下一代測序技術(shù)在新發(fā)病原體檢測方面的優(yōu)勢是可以快速、經(jīng)濟(jì)、精確、高通量對多種可能的病原微生物進(jìn)行檢測，并對新發(fā)的病原微生物進(jìn)行鑒定，為臨床篩查、診治贏得了寶貴時間；下一代測序技術(shù)的缺點是檢測樣品中存在的微生物污染物、用于處理的試劑殘留或?qū)嶒炇噎h(huán)境的影響，這可能使結(jié)果的分析和解釋變得復(fù)雜。在臨床標(biāo)本的常規(guī)采集過程中，即使對身體中可能無菌的部位進(jìn)行活組織檢查也會被無意污染，包括采樣過程中皮膚菌群的污染或口腔菌群的污染[26]。因此，需要嚴(yán)格遵守試劑和工作流程的質(zhì)量控制程序，以保持盡可能無菌和無核酸的測試環(huán)境，使用陰性質(zhì)控品、試劑評估和定期刷檢來確保實驗室和樣品交叉污染不會產(chǎn)生假陽性結(jié)果。
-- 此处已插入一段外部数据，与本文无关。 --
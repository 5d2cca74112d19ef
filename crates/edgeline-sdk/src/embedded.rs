//! EmbeddedClient — in-process graph store client
//!
//! Calls GraphStore directly, no network needed.

use async_trait::async_trait;
use edgeline::{Edge, GraphSnapshot, GraphStore, Node};
use std::sync::Arc;

use crate::client::GraphClient;
use crate::error::SdkResult;
use crate::models::{ServerStatus, StorageStats};

/// In-process client that wraps a GraphStore directly.
///
/// No network overhead — operations execute in the same process.
pub struct EmbeddedClient {
    store: Arc<GraphStore>,
}

impl EmbeddedClient {
    /// Create a new EmbeddedClient with a fresh empty graph store
    pub fn new() -> Self {
        Self {
            store: Arc::new(GraphStore::new()),
        }
    }

    /// Create an EmbeddedClient wrapping an existing store
    pub fn with_store(store: Arc<GraphStore>) -> Self {
        Self { store }
    }
}

impl Default for EmbeddedClient {
    fn default() -> Self {
        Self::new()
    }
}

#[async_trait]
impl GraphClient for EmbeddedClient {
    async fn add_node(&self, node: Node) -> SdkResult<()> {
        Ok(self.store.add_node(node)?)
    }

    async fn add_edge(&self, edge: Edge) -> SdkResult<()> {
        Ok(self.store.add_edge(edge)?)
    }

    async fn get_node(&self, id: &str) -> SdkResult<Option<Node>> {
        Ok(self.store.get_node(id))
    }

    async fn export(&self) -> SdkResult<GraphSnapshot> {
        Ok(self.store.export())
    }

    async fn clear(&self) -> SdkResult<()> {
        self.store.clear();
        Ok(())
    }

    async fn health(&self) -> SdkResult<String> {
        Ok("healthy".to_string())
    }

    async fn status(&self) -> SdkResult<ServerStatus> {
        Ok(ServerStatus {
            status: "healthy".to_string(),
            version: edgeline::VERSION.to_string(),
            storage: StorageStats {
                nodes: self.store.node_count() as u64,
                edges: self.store.edge_count() as u64,
            },
        })
    }
}
//! Edgeline SDK — Client library for the Edgeline graph store
//!
//! Provides two client implementations:
//!
//! - **`EmbeddedClient`** — In-process, no network. Uses `GraphStore`
//!   directly. Ideal for tests and embedded applications.
//!
//! - **`RemoteClient`** — Connects to a running Edgeline server via HTTP.
//!
//! Both implement the `GraphClient` trait for a unified API, including
//! `analyze`, which summarizes an exported snapshot (counts, density,
//! top in/out degree).
//!
//! # Quick Start
//!
//! ```rust
//! use edgeline_sdk::{Edge, EmbeddedClient, GraphClient, Node};
//!
//! #[tokio::main]
//! async fn main() {
//!     let client = EmbeddedClient::new();
//!
//!     client.add_node(Node::new("alice")).await.unwrap();
//!     client.add_node(Node::new("bob")).await.unwrap();
//!     client.add_edge(Edge::new_with_label("alice", "bob", "reports_to")).await.unwrap();
//!
//!     let snapshot = client.export().await.unwrap();
//!     println!("{} nodes, {} edges", snapshot.stats.node_count, snapshot.stats.edge_count);
//! }
//! ```

pub mod analysis;
pub mod client;
pub mod embedded;
pub mod error;
pub mod models;
pub mod remote;

pub use analysis::{DegreeEntry, GraphAnalysis, DEFAULT_TOP};
pub use client::GraphClient;
pub use embedded::EmbeddedClient;
pub use remote::RemoteClient;
pub use error::{SdkError, SdkResult};
pub use models::{ServerStatus, StorageStats};

// Graph types (re-exported from edgeline core)
pub use edgeline::graph::{
    Edge, GraphSnapshot, GraphStats, GraphStore, Label, Node, NodeId, PropertyMap,
};

pub use edgeline::VERSION;
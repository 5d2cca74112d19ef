//! HTTP handlers mapping routes onto store operations

use axum::{
    body::Bytes,
    extract::{Query, State},
    http::StatusCode,
    response::{IntoResponse, Response},
    Json,
};
use crate::graph::{Edge, ErrorKind, GraphError, GraphSnapshot, GraphStore, Node};
use serde::de::DeserializeOwned;
use serde::Deserialize;
use serde_json::{json, Value};
use std::sync::Arc;
use tracing::debug;

/// Shared state handed to every handler
pub type AppState = Arc<GraphStore>;

/// Handler failure, rendered as `{"error": "...", "kind": "..."}`
#[derive(Debug, Clone, PartialEq, Eq)]
pub enum ApiError {
    /// Empty required identifier
    Validation(String),
    /// Edge endpoint does not exist
    Referential(String),
    /// Undecodable request
    BadRequest(String),
    NotFound(String),
}

impl ApiError {
    pub fn status(&self) -> StatusCode {
        match self {
            ApiError::Validation(_) | ApiError::Referential(_) | ApiError::BadRequest(_) => {
                StatusCode::BAD_REQUEST
            }
            ApiError::NotFound(_) => StatusCode::NOT_FOUND,
        }
    }

    /// Stable machine-readable tag for the failure
    pub fn kind(&self) -> &'static str {
        match self {
            ApiError::Validation(_) => "validation",
            ApiError::Referential(_) => "referential",
            ApiError::BadRequest(_) => "bad_request",
            ApiError::NotFound(_) => "not_found",
        }
    }

    pub fn message(&self) -> &str {
        match self {
            ApiError::Validation(msg)
            | ApiError::Referential(msg)
            | ApiError::BadRequest(msg)
            | ApiError::NotFound(msg) => msg,
        }
    }
}

impl From<GraphError> for ApiError {
    fn from(e: GraphError) -> Self {
        match e.kind() {
            ErrorKind::Validation => ApiError::Validation(e.to_string()),
            ErrorKind::Referential => ApiError::Referential(e.to_string()),
        }
    }
}

impl From<serde_json::Error> for ApiError {
    fn from(e: serde_json::Error) -> Self {
        ApiError::BadRequest(format!("Invalid JSON: {}", e))
    }
}

/// Decode a request body as JSON regardless of its `Content-Type`
fn decode_body<T: DeserializeOwned>(body: &[u8]) -> Result<T, ApiError> {
    Ok(serde_json::from_slice(body)?)
}

impl IntoResponse for ApiError {
    fn into_response(self) -> Response {
        let body = json!({ "error": self.message(), "kind": self.kind() });
        (self.status(), Json(body)).into_response()
    }
}

/// Query string for node lookups
#[derive(Debug, Deserialize)]
pub struct NodeQuery {
    #[serde(default)]
    pub id: String,
}

/// Handler for creating or replacing a node
pub async fn add_node_handler(
    State(store): State<AppState>,
    body: Bytes,
) -> Result<Json<Value>, ApiError> {
    let node: Node = decode_body(&body)?;
    let id = node.id.clone();

    store.add_node(node).map_err(|e| {
        debug!("rejected node: {}", e);
        e
    })?;

    Ok(Json(json!({ "status": "ok", "id": id })))
}

/// Handler for appending an edge
pub async fn add_edge_handler(
    State(store): State<AppState>,
    body: Bytes,
) -> Result<Json<Value>, ApiError> {
    let edge: Edge = decode_body(&body)?;

    store.add_edge(edge).map_err(|e| {
        debug!("rejected edge: {}", e);
        e
    })?;

    Ok(Json(json!({ "status": "ok" })))
}

/// Handler for node lookup by `?id=`
pub async fn get_node_handler(
    State(store): State<AppState>,
    Query(params): Query<NodeQuery>,
) -> Result<Json<Node>, ApiError> {
    if params.id.is_empty() {
        return Err(ApiError::BadRequest("Node ID required".to_string()));
    }

    store
        .get_node(&params.id)
        .map(Json)
        .ok_or_else(|| ApiError::NotFound("Node not found".to_string()))
}

/// Handler for full graph export
pub async fn export_handler(State(store): State<AppState>) -> Json<GraphSnapshot> {
    Json(store.export())
}

/// Handler for wiping the store
pub async fn clear_handler(State(store): State<AppState>) -> Json<Value> {
    store.clear();
    Json(json!({ "status": "cleared" }))
}

/// Liveness probe; does not touch the store
pub async fn health_handler() -> Json<Value> {
    Json(json!({ "status": "healthy" }))
}

/// Handler for system status
pub async fn status_handler(State(store): State<AppState>) -> Json<Value> {
    Json(json!({
        "status": "healthy",
        "version": crate::VERSION,
        "storage": {
            "nodes": store.node_count(),
            "edges": store.edge_count(),
        }
    }))
}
目前，國內(nèi)外均在積極研制簡便、實用、可攜帶的便攜式生物戰(zhàn)病原微生物檢測箱，主要集中在實用新型發(fā)明專利中，但其核心還是檢測技術(shù)的更新，如何將更快、更便捷、更準(zhǔn)確、更經(jīng)濟(jì)的檢測技術(shù)應(yīng)用于生物戰(zhàn)病原微生物的檢測是未來的研究方向。隨著現(xiàn)代分子生物學(xué)診斷技術(shù)的發(fā)展，技術(shù)不斷成熟，核酸探針技術(shù)、PCR、微流體技術(shù)、基因芯片技術(shù)及下一代測序技術(shù)等分子生物學(xué)技術(shù)已經(jīng)在臨床診治中得到廣泛應(yīng)用，如果能夠正確將各種不同的分子生物學(xué)技術(shù)加以合理應(yīng)用，分子生物學(xué)技術(shù)將在未來生物戰(zhàn)病原微生物的檢測檢疫中發(fā)揮十分重要的作用。